Voraz fuego ebrio
La exposición inaugurada en el museo Carrillo Gil reúne a José Clemente Orozco con expositores como Humberto Duque, de escasos 25 años y su casi coetáneo Saúl Gómez, quien tiene en su haber una colaboración en la Bienal de Venecia. El abanico es, pues, amplio, muy de moda, integrado en una de sus venas principales por gente ''in" que abreva en los cómics. Lo malo es que no es cierto que se haya logrado (no sé si esa era la intención) una revalorización o evolución de la pintura. Al menos no de la pintura-pintura, debido al carácter de ilustración que un buen número de participaciones guarda.
Los expositores son 15. No hay una sola mujer, aunque la tónica de la muestra lo hubiera permitido porque voracidad, ebriedad, monstruosidad, catastrofismo, etcétera, ocurren también en los universos plásticos femeninos, aunque quizá las artistas mujeres están menos ''loquitas" que los varones. Tal vez es eso: la idea de locura (la locura lo-cura en sentido lacaniano) lo que une a la mayoría de los convocados, algunos poco conocidos del público habitual del campo artístico. Desconocidos, pero protagonistas eventuales en ámbitos internacionales, sobre todo en ese terreno de lo que pretende ser la inquietante extrañeza (de tira cómica principalmente japonesa) que parece fascinar al director del Carrillo Gil.

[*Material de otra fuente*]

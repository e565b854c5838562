//! Контракты клиентской части: доменные типы, правила и DTO эндпоинтов
//!
//! Без DOM и ввода-вывода, тестируется нативно.

pub mod dashboards;
pub mod domain;
pub mod shared;
pub mod usecases;
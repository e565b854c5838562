pub mod a001_ticket;
use super::geometry::{bar_layout, label_step, PRIMARY};
use leptos::prelude::*;

const WIDTH: f64 = 600.0;
const HEIGHT: f64 = 260.0;
const PAD_LEFT: f64 = 36.0;
const PAD_BOTTOM: f64 = 40.0;

#[component]
pub fn BarChart(
    #[prop(into)] labels: Signal<Vec<String>>,
    #[prop(into)] values: Signal<Vec<i64>>,
    /// Подпись для всплывающей подсказки
    #[prop(optional)]
    series: &'static str,
) -> impl IntoView {
    let plot_w = WIDTH - PAD_LEFT;
    let plot_h = HEIGHT - PAD_BOTTOM;

    let bars = move || {
        let labels = labels.get();
        let values = values.get();
        let step = label_step(labels.len());
        bar_layout(&values, plot_w, plot_h)
            .into_iter()
            .enumerate()
            .map(|(i, bar)| {
                let label = labels.get(i).cloned().unwrap_or_default();
                let show_label = i % step == 0;
                let tooltip = format!("{}: {} {}", label, bar.value, series);
                view! {
                    <g class="chart-bar">
                        <rect
                            x=bar.x.to_string()
                            y=bar.y.to_string()
                            width=bar.width.to_string()
                            height=bar.height.to_string()
                            rx="6"
                            fill=PRIMARY
                        >
                            <title>{tooltip}</title>
                        </rect>
                        {show_label.then(|| view! {
                            <text
                                class="chart-axis-label"
                                x=(bar.x + bar.width / 2.0).to_string()
                                y=(plot_h + 16.0).to_string()
                                text-anchor="middle"
                            >
                                {label}
                            </text>
                        })}
                    </g>
                }
            })
            .collect_view()
    };

    let max_label = move || values.get().iter().copied().max().unwrap_or(0).max(0).to_string();

    view! {
        <svg class="chart chart--bar" viewBox=format!("0 0 {} {}", WIDTH, HEIGHT) preserveAspectRatio="xMidYMid meet">
            <text class="chart-axis-label" x="0" y="12">{max_label}</text>
            <text class="chart-axis-label" x="0" y=plot_h.to_string()>"0"</text>
            <line class="chart-axis" x1=PAD_LEFT.to_string() y1=plot_h.to_string() x2=WIDTH.to_string() y2=plot_h.to_string() stroke="#dee2e6"/>
            <g transform=format!("translate({}, 0)", PAD_LEFT)>
                {bars}
            </g>
        </svg>
    }
}
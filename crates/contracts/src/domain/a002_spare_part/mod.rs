pub mod aggregate;
pub mod search;

pub use aggregate::{PartLine, PartLines, SparePart};
pub use search::{
    highlight_segments, part_search_term, Segment, SparePartSearchRequest,
    SparePartSearchResponse, MIN_PART_SEARCH_CHARS,
};
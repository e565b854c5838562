pub mod edit;
pub mod list;
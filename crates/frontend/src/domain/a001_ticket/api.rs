//! HTTP-клиент тикетов: список модуля, карточка, сохранение, поиск запчастей

use contracts::domain::a001_ticket::{TicketId, TicketListFilter, TicketModule, TicketRow};
use contracts::domain::a002_spare_part::{SparePartSearchRequest, SparePartSearchResponse};
use contracts::domain::a003_ticket_form::{TicketEditData, TicketSubmission};
use contracts::shared::api_response::{ApiEnvelope, Pagination};

use crate::shared::api_utils::{api_url, fetch_envelope, post_form, post_json, with_query, LOAD_FAILED};
use crate::shared::config::client_config;

const SAVE_FAILED: &str = "No se pudo guardar el ticket";

/// Страница списка модуля с учётом фильтров
pub async fn fetch_tickets(
    module: TicketModule,
    filter: &TicketListFilter,
) -> Result<(Vec<TicketRow>, Option<Pagination>), String> {
    let url = api_url(&with_query(&module.list_endpoint(), &filter.to_query_string()));
    fetch_envelope(&url).await
}

pub async fn fetch_ticket(id: TicketId) -> Result<TicketEditData, String> {
    let url = api_url(&format!("{}/{}", client_config().endpoints.ticket_detail, id));
    let (data, _) = fetch_envelope(&url).await?;
    Ok(data)
}

/// Сохранение карточки; `Ok` несёт сообщение сервера, если оно было
pub async fn save_ticket(
    id: TicketId,
    submission: &TicketSubmission,
) -> Result<Option<String>, String> {
    let url = api_url(&format!("{}/{}", client_config().endpoints.ticket_save, id));
    let envelope: ApiEnvelope<serde_json::Value> = post_json(&url, submission).await?;
    if !envelope.success {
        return Err(envelope.error_text(SAVE_FAILED));
    }
    Ok(envelope.message.map(|m| m.text()).filter(|m| !m.is_empty()))
}

pub async fn search_spare_parts(term: &str) -> Result<SparePartSearchResponse, String> {
    let url = api_url(&client_config().endpoints.search_spare_parts);
    let request = SparePartSearchRequest {
        search: term.to_string(),
    };
    let response: SparePartSearchResponse = post_form(&url, &request).await?;
    if !response.success {
        return Err(response
            .message
            .filter(|m| !m.trim().is_empty())
            .unwrap_or_else(|| LOAD_FAILED.to_string()));
    }
    Ok(response)
}
//! SVG-графики дашборда
//!
//! Геометрия считается чистыми функциями в `geometry`, компоненты только
//! рисуют готовые координаты.

pub mod bar_chart;
pub mod geometry;
pub mod line_chart;
pub mod pie_chart;

pub use bar_chart::BarChart;
pub use line_chart::LineChart;
pub use pie_chart::PieChart;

No es que eso esté mal, lo que digo es que se perdió la oportunidad de revalorizar la pintura pese a que la muestra se inicia con los dos soberbios orozcos pertenecientes a las colecciones del propio museo. Se les adhieren dos gironellas, también magníficos y al mismo nivel, o casi; está la presencia contundente de Germán Venegas, quien esta vez decidió no burlarse de sus semejantes y participar con los logros pictóricos más entendidos de su trayectoria.
Se añade Roberto Rébora, quien pintó dibujando (sus cuadros abrevan también en la ilustración) y quizá, de refilón, está la pintura de Saul Gómez titulada El Paisá, pues no por ser desagradable alcanza a ocultar la pericia de su autor. Pareciera que este egresado de La Esmeralda se avergüenza de saber pintar y de allí su dislocada composición. Pero es precisamente eso: el que los temas pretendan ser en cierto modo globalizados y más banales que ebrios, lo que da eje a la muestra.
Se dice que los curadores Carlos Ashida, el director del museo, y la pintora Dulce María de Alvarado, también adscrita el mismo y amante de los géneros pretendidamente novedosos pese a su veneración por Morandi, visitaron talleres en aras de realizar la selección. Tengo para mí que tal cosa no ocurrió. Hicieron su elenco de participantes -y a partir del mismo- fue que realizaron las selecciones visitando talleres. Concurre Helio Montiel, pintor de glosas tipo caricatura que en años anteriores mostraban una sabrosura digna de llamar la atención de Claude Bernard, el afamado galerista parisino. Pero con Helio los curadores anduvieron desafortunados: sus glosas no sólo no son cómicas, sino que como pinturas son planas, no tienen vida, excepto una de ellas que afortunadamente se museografió aislada de las demás y que guarda nexo con la infanta Margarita de Las meninas.
La participación más impresionante corresponde a las 35 piezas de diferentes formatos realizadas por Venegas e inspiradas en fotografías eróticas victorianas y en trabajos de pintores barrocos. No sé quien ideó su montaje, quizá el propio Ashida en colaboración con Venegas, pero el caso es que se logró un efecto pocas veces visto.
Entre las contribuciones no pictóricas, pero interesantes por sí mismas, destaca la de Cisco Jiménez, de quien conocía tallas en madera -todas con el fetichismo del pie y del zapato como eje- complementadas con otras incursiones en diferentes medios, que van desde la intervención a la consabida imagen de Santa Teresa de Lissieux hasta la cancelación de un delicioso paisajito primitivo realizado por un tal Werther, que pudo haber sido el de Goe-the, puesto que ostenta la herida fatal con la que el autor lo acribilló.
La saturación dibujística de José Luis Sánchez Rull (óleo y esmalte sobre tela), maestro participante en bienales, echa por tierra el espléndido título con el que la rubricó, pues Dr. Jekyll and Mr. Hyde pudo haber servido para mostrar su virtuosismo académico en contraste con su ocupación del espacio, más que furibunda, obsesivo-compulsiva.
Manuel Mathar, quien ha expuesto en la FIAC, tiene además de dos cuadros validados por la ejecución de su deliberada simpleza temática, un autorretrato con cara de sicótico que merece elogio. Con todo y lo que digo, ojalá se armen otras ''perspectivas curatoriales" que revisen este campo tan vasto. El título de la exposición fue entresacado de un poeta chino.